▸ WHAT YOU HAVE TO DO
Repeat the records below line by line, exactly, finishing on the line that contains "has been parsed.".

--------------------------------------------------

//! JavaScript evaluated in the page by the Chrome host

/// Indented box tree of the rendered document, one line per element or text run.
pub const LAYOUT_DUMP_SCRIPT: &str = include_str!(concat!(
    env!("CARGO_MANIFEST_DIR"),
    "/scripts/layout_dump.js"
));

/// `[width, height]` of the laid-out document.
pub const CONTENT_SIZE_SCRIPT: &str = r#"(() => {
  const root = document.documentElement;
  const body = document.body;
  const width = Math.max(root ? root.scrollWidth : 0, body ? body.scrollWidth : 0);
  const height = Math.max(root ? root.scrollHeight : 0, body ? body.scrollHeight : 0);
  return [width, height];
})()"#;

pub const INNER_TEXT_SCRIPT: &str = r#"(() => {
  if (document.body) return document.body.innerText;
  return document.documentElement ? document.documentElement.innerText : "";
})()"#;

/// Script that appends `css` as a `<style>` element once the document exists.
pub fn user_style_script(css: &str) -> String {
    // JSON string literals are valid JavaScript string literals.
    let literal = serde_json::Value::String(css.to_string()).to_string();
    format!(
        r#"(() => {{
  const install = () => {{
    const style = document.createElement("style");
    style.setAttribute("data-page-capture", "user-style");
    style.textContent = {literal};
    (document.head || document.documentElement).appendChild(style);
  }};
  if (document.documentElement) install();
  else document.addEventListener("DOMContentLoaded", install, {{ once: true }});
}})()"#
    )
}

/// Zoom the whole page with CSS `zoom`, or only its text.
///
/// Text-only zoom scales each element's computed font size once the document
/// has been parsed.
pub fn zoom_script(factor: f64, text_only: bool) -> String {
    if text_only {
        format!(
            r#"(() => {{
  const scale = () => {{
    const elements = Array.from(document.querySelectorAll("body, body *"));
    const sizes = elements.map((el) => parseFloat(getComputedStyle(el).fontSize));
    elements.forEach((el, i) => {{
      if (sizes[i] > 0) el.style.fontSize = (sizes[i] * {factor}) + "px";
    }});
  }};
  if (document.readyState === "loading") document.addEventListener("DOMContentLoaded", scale, {{ once: true }});
  else scale();
}})()"#
        )
    } else {
        user_style_script(&format!("html {{ zoom: {factor}; }}"))
    }
}

/// Defines `window[name]` as a state object that survives reloads of the
/// same origin, backed by `sessionStorage`.
pub fn script_object_script(name: &str) -> String {
    let property = serde_json::Value::String(name.to_string()).to_string();
    let key = serde_json::Value::String(format!("page-capture:{name}")).to_string();
    format!(
        r#"(() => {{
  let state = {{}};
  try {{
    state = JSON.parse(sessionStorage.getItem({key}) || "{{}}") || {{}};
  }} catch (e) {{}}
  Object.defineProperty(window, {property}, {{ value: state, writable: false, configurable: false }});
  window.addEventListener("pagehide", () => {{
    try {{
      sessionStorage.setItem({key}, JSON.stringify(state));
    }} catch (e) {{}}
  }});
}})()"#
    )
}

#[cfg(test)]
mod tests {
    use super::*;

    #[test]
    fn user_style_is_escaped() {
        let script = user_style_script("p::before { content: \"</style>\\n\"; }");
        assert!(script.contains(r#"style.textContent = "p::before { content: \"</style>\\n\"; }";"#));
    }

    #[test]
    fn full_zoom_uses_css_zoom() {
        let script = zoom_script(1.5, false);
        assert!(script.contains("html { zoom: 1.5; }"));
        assert!(!script.contains("fontSize"));
    }

    #[test]
    fn text_zoom_scales_font_sizes() {
        let script = zoom_script(2.0, true);
        assert!(script.contains("* 2)"));
        assert!(script.contains("fontSize"));
        assert!(!script.contains("zoom:"));
    }

    #[test]
    fn script_object_is_quoted() {
        let script = script_object_script("captureState");
        assert!(script.contains(r#"Object.defineProperty(window, "captureState""#));
        assert!(script.contains(r#"sessionStorage.getItem("page-capture:captureState")"#));
    }

    #[test]
    fn layout_dump_is_an_expression() {
        assert!(LAYOUT_DUMP_SCRIPT.trim_start().starts_with("(() =>"));
        assert!(LAYOUT_DUMP_SCRIPT.contains("layer at (0,0)"));
    }
}
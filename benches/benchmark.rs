use criterion::{black_box, criterion_group, criterion_main, Criterion};
use image::{Rgba, RgbaImage};
use page_capture::{
    encode_raster, Config, EncodeOptions, OutputFormat, RasterFormat, ReadinessTracker,
};
use std::path::Path;
use std::time::Duration;

#[cfg(feature = "integration_benchmarks")]
use page_capture::{page_events, CaptureConfig, CaptureSession, ChromePageHost, PageRequest};
#[cfg(feature = "integration_benchmarks")]
use tokio::runtime::Runtime;

// Fast settings for all benchmarks
fn configure_fast_group(group: &mut criterion::BenchmarkGroup<criterion::measurement::WallTime>) {
    group.warm_up_time(Duration::from_millis(500));
    group.measurement_time(Duration::from_millis(500));
    group.sample_size(20);
}

// === UNIT BENCHMARKS ===

fn benchmark_config_creation(c: &mut Criterion) {
    let mut group = c.benchmark_group("config");
    configure_fast_group(&mut group);

    group.bench_function("creation", |b| {
        b.iter(|| {
            let config = Config::default();
            black_box(config);
        });
    });

    group.finish();
}

fn benchmark_format_inference(c: &mut Criterion) {
    let mut group = c.benchmark_group("format_inference");
    configure_fast_group(&mut group);

    let test_paths = vec![
        Path::new("shot.png"),
        Path::new("/tmp/out/PAGE.XPM"),
        Path::new("report.pdf"),
        Path::new("no-extension"),
    ];

    group.bench_function("from_path", |b| {
        b.iter(|| {
            for path in &test_paths {
                black_box(OutputFormat::from_path(path));
            }
        });
    });

    group.bench_function("from_identifier", |b| {
        b.iter(|| {
            for identifier in ["itext", "rtree", "xbm", "webp"] {
                let _ = black_box(OutputFormat::from_identifier(identifier));
            }
        });
    });

    group.finish();
}

fn benchmark_tracker_transitions(c: &mut Criterion) {
    let mut group = c.benchmark_group("readiness_tracker");
    configure_fast_group(&mut group);

    group.bench_function("ready_path", |b| {
        b.iter(|| {
            let mut tracker = ReadinessTracker::new(Duration::from_millis(100), None);
            black_box(tracker.on_initial_layout());
            black_box(tracker.on_document_complete(true));
            black_box(tracker.fire());
        });
    });

    group.bench_function("alert_path", |b| {
        b.iter(|| {
            let mut tracker = ReadinessTracker::new(Duration::ZERO, Some("done".to_string()));
            black_box(tracker.on_alert("progress"));
            black_box(tracker.on_initial_layout());
            black_box(tracker.on_document_complete(false));
            black_box(tracker.on_alert("done"));
            black_box(tracker.fire());
        });
    });

    group.finish();
}

fn benchmark_raster_encoding(c: &mut Criterion) {
    let mut group = c.benchmark_group("raster_encoding");
    configure_fast_group(&mut group);

    let image = RgbaImage::from_fn(800, 600, |x, y| {
        Rgba([(x % 256) as u8, (y % 256) as u8, ((x + y) % 256) as u8, 255])
    });
    let options = EncodeOptions::default();

    for format in [
        RasterFormat::Png,
        RasterFormat::Jpeg,
        RasterFormat::Ppm,
        RasterFormat::Xpm,
    ] {
        group.bench_function(format!("{format:?}").to_lowercase(), |b| {
            b.iter(|| {
                let encoded = encode_raster(&image, format, &options);
                let _ = black_box(encoded);
            });
        });
    }

    group.finish();
}

fn benchmark_format_utilities(c: &mut Criterion) {
    let mut group = c.benchmark_group("format_utilities");
    configure_fast_group(&mut group);

    let test_durations = vec![Duration::from_millis(100), Duration::from_secs(5)];
    let test_byte_sizes = vec![1024, 1048576];

    group.bench_function("format_duration", |b| {
        b.iter(|| {
            for duration in &test_durations {
                let formatted = page_capture::format_duration(*duration);
                black_box(formatted);
            }
        });
    });

    group.bench_function("format_bytes", |b| {
        b.iter(|| {
            for size in &test_byte_sizes {
                let formatted = page_capture::format_bytes(*size);
                black_box(formatted);
            }
        });
    });

    group.finish();
}

// === INTEGRATION BENCHMARKS (require Chrome) ===

#[cfg(feature = "integration_benchmarks")]
fn benchmark_real_world_capture(c: &mut Criterion) {
    let rt = Runtime::new().unwrap();
    let dir = tempfile::tempdir().unwrap();
    let mut group = c.benchmark_group("real_world_capture");
    configure_fast_group(&mut group);

    for name in ["example.png", "example.txt", "example.pdf"] {
        let output = dir.path().join(name);
        group.bench_function(name, |b| {
            b.iter(|| {
                rt.block_on(async {
                    let url = url::Url::parse("https://example.com").unwrap();
                    let settings = Config {
                        max_wait: Duration::from_secs(5),
                        ..Default::default()
                    };
                    let config =
                        CaptureConfig::new(PageRequest::get(url), output.clone(), None, settings)
                            .unwrap();

                    let (sink, events) = page_events();
                    let host = ChromePageHost::launch(&config, sink).await.unwrap();
                    let outcome = CaptureSession::new(config, host, events).run().await;
                    black_box(outcome.is_ok());
                })
            });
        });
    }

    group.finish();
}

// === BENCHMARK GROUPS ===

criterion_group!(
    unit_benches,
    benchmark_config_creation,
    benchmark_format_inference,
    benchmark_tracker_transitions,
    benchmark_raster_encoding,
    benchmark_format_utilities,
);

#[cfg(feature = "integration_benchmarks")]
criterion_group!(integration_benches, benchmark_real_world_capture);

#[cfg(feature = "integration_benchmarks")]
criterion_main!(unit_benches, integration_benches);

#[cfg(not(feature = "integration_benchmarks"))]
criterion_main!(unit_benches);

--------------------------------------------------

▸ FINISHED EXERCISE
//! JavaScript evaluated in the page by the Chrome host

/// Indented box tree of the rendered document, one line per element or text run.
pub const LAYOUT_DUMP_SCRIPT: &str = include_str!(concat!(
    env!("CARGO_MANIFEST_DIR"),
    "/scripts/layout_dump.js"
));

/// `[width, height]` of the laid-out document.
pub const CONTENT_SIZE_SCRIPT: &str = r#"(() => {
  const root = document.documentElement;
  const body = document.body;
  const width = Math.max(root ? root.scrollWidth : 0, body ? body.scrollWidth : 0);
  const height = Math.max(root ? root.scrollHeight : 0, body ? body.scrollHeight : 0);
  return [width, height];
})()"#;

pub const INNER_TEXT_SCRIPT: &str = r#"(() => {
  if (document.body) return document.body.innerText;
  return document.documentElement ? document.documentElement.innerText : "";
})()"#;

/// Script that appends `css` as a `<style>` element once the document exists.
pub fn user_style_script(css: &str) -> String {
    // JSON string literals are valid JavaScript string literals.
    let literal = serde_json::Value::String(css.to_string()).to_string();
    format!(
        r#"(() => {{
  const install = () => {{
    const style = document.createElement("style");
    style.setAttribute("data-page-capture", "user-style");
    style.textContent = {literal};
    (document.head || document.documentElement).appendChild(style);
  }};
  if (document.documentElement) install();
  else document.addEventListener("DOMContentLoaded", install, {{ once: true }});
}})()"#
    )
}

/// Zoom the whole page with CSS `zoom`, or only its text.
///
/// Text-only zoom scales each element's computed font size once the document
/// has been parsed.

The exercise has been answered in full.